Task prompt>
From the line containing "with new content." down to the final line of the entries below, restate each line word for word and add nothing.
── Source data ──
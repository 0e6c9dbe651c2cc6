//! Error types for plan checks

use sitecraft_schema::{CustomerId, ProjectId};
use thiserror::Error;

/// The gate could not reach a decision.
///
/// A denial is not an error; see [`crate::Decision`].
#[derive(Error, Debug, Clone, PartialEq)]
pub enum GateError {
    #[error("Unknown plan: {0}")]
    UnknownPlan(String),

    #[error("Unknown feature: {0}")]
    UnknownFeature(String),

    #[error("No usage recorded for customer {0}")]
    UnknownCustomer(CustomerId),

    #[error("No usage recorded for project {0}")]
    UnknownProject(ProjectId),
}
//! Block types and their typed payloads.

use crate::theme::ColorToken;
use crate::validate::{validate_kind, SchemaError};
use crate::BlockId;
use serde::ser::SerializeStruct;
use serde::{Deserialize, Serialize, Serializer};
use std::fmt;
use std::str::FromStr;

/// The closed set of block types
#[derive(Debug, Clone, Copy, PartialEq, Eq, Hash, PartialOrd, Ord, Serialize, Deserialize)]
#[serde(rename_all = "snake_case")]
pub enum BlockType {
    Hero,
    Text,
    Image,
    Gallery,
    Features,
    Pricing,
    Cta,
    Form,
    Product,
    Embed,
    Footer,
}

impl BlockType {
    pub const ALL: [BlockType; 11] = [
        BlockType::Hero,
        BlockType::Text,
        BlockType::Image,
        BlockType::Gallery,
        BlockType::Features,
        BlockType::Pricing,
        BlockType::Cta,
        BlockType::Form,
        BlockType::Product,
        BlockType::Embed,
        BlockType::Footer,
    ];

    pub fn as_str(self) -> &'static str {
        match self {
            BlockType::Hero => "hero",
            BlockType::Text => "text",
            BlockType::Image => "image",
            BlockType::Gallery => "gallery",
            BlockType::Features => "features",
            BlockType::Pricing => "pricing",
            BlockType::Cta => "cta",
            BlockType::Form => "form",
            BlockType::Product => "product",
            BlockType::Embed => "embed",
            BlockType::Footer => "footer",
        }
    }

    /// Plan feature a block of this type needs, by its feature key
    pub fn required_feature(self) -> Option<&'static str> {
        match self {
            BlockType::Embed => Some("custom-code"),
            BlockType::Product => Some("ecommerce"),
            _ => None,
        }
    }
}

impl FromStr for BlockType {
    type Err = SchemaError;

    fn from_str(s: &str) -> Result<Self, Self::Err> {
        BlockType::ALL
            .into_iter()
            .find(|kind| kind.as_str() == s)
            .ok_or_else(|| SchemaError::UnknownType(s.to_string()))
    }
}

impl fmt::Display for BlockType {
    fn fmt(&self, f: &mut fmt::Formatter<'_>) -> fmt::Result {
        f.write_str(self.as_str())
    }
}

// --- Shared layout style ---

#[derive(Debug, Clone, Copy, PartialEq, Eq, Serialize, Deserialize, Default)]
#[serde(rename_all = "lowercase")]
pub enum Spacing {
    None,
    Sm,
    #[default]
    Md,
    Lg,
    Xl,
}

impl Spacing {
    pub fn as_str(self) -> &'static str {
        match self {
            Spacing::None => "none",
            Spacing::Sm => "sm",
            Spacing::Md => "md",
            Spacing::Lg => "lg",
            Spacing::Xl => "xl",
        }
    }
}

#[derive(Debug, Clone, Copy, PartialEq, Eq, Serialize, Deserialize, Default)]
#[serde(rename_all = "lowercase")]
pub enum MaxWidth {
    Narrow,
    #[default]
    Normal,
    Wide,
    Full,
}

impl MaxWidth {
    pub fn as_str(self) -> &'static str {
        match self {
            MaxWidth::Narrow => "narrow",
            MaxWidth::Normal => "normal",
            MaxWidth::Wide => "wide",
            MaxWidth::Full => "full",
        }
    }
}

/// Layout attributes every block shares
#[derive(Debug, Clone, Default, PartialEq, Eq, Serialize, Deserialize)]
#[serde(rename_all = "camelCase", deny_unknown_fields)]
pub struct BlockStyle {
    #[serde(default)]
    pub padding_y: Spacing,
    #[serde(default)]
    pub padding_x: Spacing,
    #[serde(default)]
    pub max_width: MaxWidth,
    /// Section background, overriding the theme background
    #[serde(default, skip_serializing_if = "Option::is_none")]
    pub background: Option<ColorToken>,
}

// --- Payloads ---

#[derive(Debug, Clone, Copy, PartialEq, Eq, Serialize, Deserialize, Default)]
#[serde(rename_all = "lowercase")]
pub enum HeroLayout {
    #[default]
    Centered,
    Split,
}

#[derive(Debug, Clone, PartialEq, Serialize, Deserialize)]
#[serde(rename_all = "camelCase", deny_unknown_fields)]
pub struct HeroData {
    pub headline: String,
    #[serde(default, skip_serializing_if = "Option::is_none")]
    pub subheadline: Option<String>,
    #[serde(default, skip_serializing_if = "Option::is_none")]
    pub cta_label: Option<String>,
    #[serde(default, skip_serializing_if = "Option::is_none")]
    pub cta_url: Option<String>,
    #[serde(default, skip_serializing_if = "Option::is_none")]
    pub background_image: Option<String>,
    #[serde(default)]
    pub layout: HeroLayout,
}

#[derive(Debug, Clone, Copy, PartialEq, Eq, Serialize, Deserialize, Default)]
#[serde(rename_all = "lowercase")]
pub enum TextAlign {
    #[default]
    Left,
    Center,
}

#[derive(Debug, Clone, PartialEq, Serialize, Deserialize)]
#[serde(rename_all = "camelCase", deny_unknown_fields)]
pub struct TextData {
    #[serde(default, skip_serializing_if = "Option::is_none")]
    pub heading: Option<String>,
    pub content: String,
    #[serde(default)]
    pub align: TextAlign,
}

#[derive(Debug, Clone, PartialEq, Serialize, Deserialize)]
#[serde(rename_all = "camelCase", deny_unknown_fields)]
pub struct ImageData {
    pub src: String,
    pub alt: String,
    #[serde(default, skip_serializing_if = "Option::is_none")]
    pub caption: Option<String>,
    #[serde(default, skip_serializing_if = "Option::is_none")]
    pub link: Option<String>,
}

#[derive(Debug, Clone, PartialEq, Serialize, Deserialize)]
#[serde(rename_all = "camelCase", deny_unknown_fields)]
pub struct GalleryImage {
    pub src: String,
    pub alt: String,
    #[serde(default, skip_serializing_if = "Option::is_none")]
    pub caption: Option<String>,
}

#[derive(Debug, Clone, PartialEq, Serialize, Deserialize)]
#[serde(rename_all = "camelCase", deny_unknown_fields)]
pub struct GalleryData {
    #[serde(default, skip_serializing_if = "Option::is_none")]
    pub heading: Option<String>,
    pub images: Vec<GalleryImage>,
    #[serde(default = "default_gallery_columns")]
    pub columns: u8,
}

fn default_gallery_columns() -> u8 {
    3
}

#[derive(Debug, Clone, PartialEq, Serialize, Deserialize)]
#[serde(rename_all = "camelCase", deny_unknown_fields)]
pub struct FeatureItem {
    pub title: String,
    #[serde(default)]
    pub description: String,
    #[serde(default, skip_serializing_if = "Option::is_none")]
    pub icon: Option<String>,
}

#[derive(Debug, Clone, PartialEq, Serialize, Deserialize)]
#[serde(rename_all = "camelCase", deny_unknown_fields)]
pub struct FeaturesData {
    #[serde(default, skip_serializing_if = "Option::is_none")]
    pub heading: Option<String>,
    pub items: Vec<FeatureItem>,
}

#[derive(Debug, Clone, PartialEq, Serialize, Deserialize)]
#[serde(rename_all = "camelCase", deny_unknown_fields)]
pub struct PricingTier {
    pub name: String,
    pub price: String,
    #[serde(default, skip_serializing_if = "Option::is_none")]
    pub period: Option<String>,
    #[serde(default)]
    pub features: Vec<String>,
    #[serde(default, skip_serializing_if = "Option::is_none")]
    pub cta_label: Option<String>,
    #[serde(default, skip_serializing_if = "Option::is_none")]
    pub cta_url: Option<String>,
    #[serde(default)]
    pub highlighted: bool,
}

#[derive(Debug, Clone, PartialEq, Serialize, Deserialize)]
#[serde(rename_all = "camelCase", deny_unknown_fields)]
pub struct PricingData {
    #[serde(default, skip_serializing_if = "Option::is_none")]
    pub heading: Option<String>,
    pub tiers: Vec<PricingTier>,
}

#[derive(Debug, Clone, PartialEq, Serialize, Deserialize)]
#[serde(rename_all = "camelCase", deny_unknown_fields)]
pub struct CtaData {
    pub headline: String,
    #[serde(default, skip_serializing_if = "Option::is_none")]
    pub body: Option<String>,
    pub button_label: String,
    pub button_url: String,
}

#[derive(Debug, Clone, Copy, PartialEq, Eq, Serialize, Deserialize)]
#[serde(rename_all = "lowercase")]
pub enum FormFieldKind {
    Text,
    Email,
    Tel,
    Textarea,
}

#[derive(Debug, Clone, PartialEq, Serialize, Deserialize)]
#[serde(rename_all = "camelCase", deny_unknown_fields)]
pub struct FormField {
    pub name: String,
    pub label: String,
    pub kind: FormFieldKind,
    #[serde(default)]
    pub required: bool,
}

#[derive(Debug, Clone, PartialEq, Serialize, Deserialize)]
#[serde(rename_all = "camelCase", deny_unknown_fields)]
pub struct FormData {
    #[serde(default, skip_serializing_if = "Option::is_none")]
    pub heading: Option<String>,
    pub action: String,
    pub submit_label: String,
    pub fields: Vec<FormField>,
}

#[derive(Debug, Clone, PartialEq, Serialize, Deserialize)]
#[serde(rename_all = "camelCase", deny_unknown_fields)]
pub struct ProductData {
    pub name: String,
    #[serde(default, skip_serializing_if = "Option::is_none")]
    pub description: Option<String>,
    pub price: String,
    #[serde(default, skip_serializing_if = "Option::is_none")]
    pub image: Option<String>,
    pub buy_url: String,
}

/// Owner-supplied markup, emitted verbatim. Gated behind `custom-code`.
#[derive(Debug, Clone, PartialEq, Serialize, Deserialize)]
#[serde(rename_all = "camelCase", deny_unknown_fields)]
pub struct EmbedData {
    pub html: String,
}

#[derive(Debug, Clone, PartialEq, Serialize, Deserialize)]
#[serde(rename_all = "camelCase", deny_unknown_fields)]
pub struct FooterLink {
    pub label: String,
    pub url: String,
}

#[derive(Debug, Clone, PartialEq, Serialize, Deserialize)]
#[serde(rename_all = "camelCase", deny_unknown_fields)]
pub struct FooterData {
    #[serde(default, skip_serializing_if = "Option::is_none")]
    pub text: Option<String>,
    #[serde(default)]
    pub links: Vec<FooterLink>,
}

/// Validated payload of a block; the variant is the block's type
#[derive(Debug, Clone, PartialEq, Serialize)]
#[serde(untagged)]
pub enum BlockData {
    Hero(HeroData),
    Text(TextData),
    Image(ImageData),
    Gallery(GalleryData),
    Features(FeaturesData),
    Pricing(PricingData),
    Cta(CtaData),
    Form(FormData),
    Product(ProductData),
    Embed(EmbedData),
    Footer(FooterData),
}

impl BlockData {
    pub fn kind(&self) -> BlockType {
        match self {
            BlockData::Hero(_) => BlockType::Hero,
            BlockData::Text(_) => BlockType::Text,
            BlockData::Image(_) => BlockType::Image,
            BlockData::Gallery(_) => BlockType::Gallery,
            BlockData::Features(_) => BlockType::Features,
            BlockData::Pricing(_) => BlockType::Pricing,
            BlockData::Cta(_) => BlockType::Cta,
            BlockData::Form(_) => BlockType::Form,
            BlockData::Product(_) => BlockType::Product,
            BlockData::Embed(_) => BlockType::Embed,
            BlockData::Footer(_) => BlockType::Footer,
        }
    }

    /// JSON form of the payload, as it appears under a block's `data` key
    pub fn to_value(&self) -> Result<serde_json::Value, SchemaError> {
        serde_json::to_value(self).map_err(|e| SchemaError::Malformed {
            block_type: self.kind(),
            message: e.to_string(),
        })
    }
}

// --- Block ---

/// One typed content unit on a page.
///
/// Fields are private: a block's type never changes after creation, and
/// its payload is always one that passed schema validation.
#[derive(Debug, Clone, PartialEq, Deserialize)]
#[serde(try_from = "RawBlock")]
pub struct Block {
    id: BlockId,
    data: BlockData,
    style: BlockStyle,
}

/// Unvalidated wire form of a block
#[derive(Debug, Clone, Deserialize)]
#[serde(deny_unknown_fields)]
struct RawBlock {
    id: BlockId,
    #[serde(rename = "type")]
    kind: String,
    data: serde_json::Value,
    #[serde(default)]
    style: BlockStyle,
}

impl TryFrom<RawBlock> for Block {
    type Error = SchemaError;

    fn try_from(raw: RawBlock) -> Result<Self, Self::Error> {
        let kind: BlockType = raw.kind.parse()?;
        let data = validate_kind(kind, &raw.data)?;
        Ok(Block::new(raw.id, data, raw.style))
    }
}

impl Serialize for Block {
    fn serialize<S: Serializer>(&self, serializer: S) -> Result<S::Ok, S::Error> {
        let mut state = serializer.serialize_struct("Block", 4)?;
        state.serialize_field("id", &self.id)?;
        state.serialize_field("type", &self.kind())?;
        state.serialize_field("data", &self.data)?;
        state.serialize_field("style", &self.style)?;
        state.end()
    }
}

impl Block {
    /// Assemble a block from already-validated data
    pub fn new(id: BlockId, data: BlockData, style: BlockStyle) -> Self {
        Self { id, data, style }
    }

    pub fn id(&self) -> &BlockId {
        &self.id
    }

    pub fn kind(&self) -> BlockType {
        self.data.kind()
    }

    pub fn data(&self) -> &BlockData {
        &self.data
    }

    pub fn style(&self) -> &BlockStyle {
        &self.style
    }

    /// Same block (same id) with new content.
    ///
    /// Fails when `data` belongs to a different block type.
    pub fn with_content(&self, data: BlockData, style: BlockStyle) -> Result<Block, SchemaError> {
        if data.kind() != self.kind() {
            return Err(SchemaError::TypeChange {
                from: self.kind(),
                to: data.kind(),
            });
        }
        Ok(Block {
            id: self.id.clone(),
            data,
            style,
        })
    }
}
───
Response area>
    /// Same block (same id) with new content.
    ///
    /// Fails when `data` belongs to a different block type.
    pub fn with_content(&self, data: BlockData, style: BlockStyle) -> Result<Block, SchemaError> {
        if data.kind() != self.kind() {
            return Err(SchemaError::TypeChange {
                from: self.kind(),
                to: data.kind(),
            });
        }
        Ok(Block {
            id: self.id.clone(),
            data,
            style,
        })
    }
}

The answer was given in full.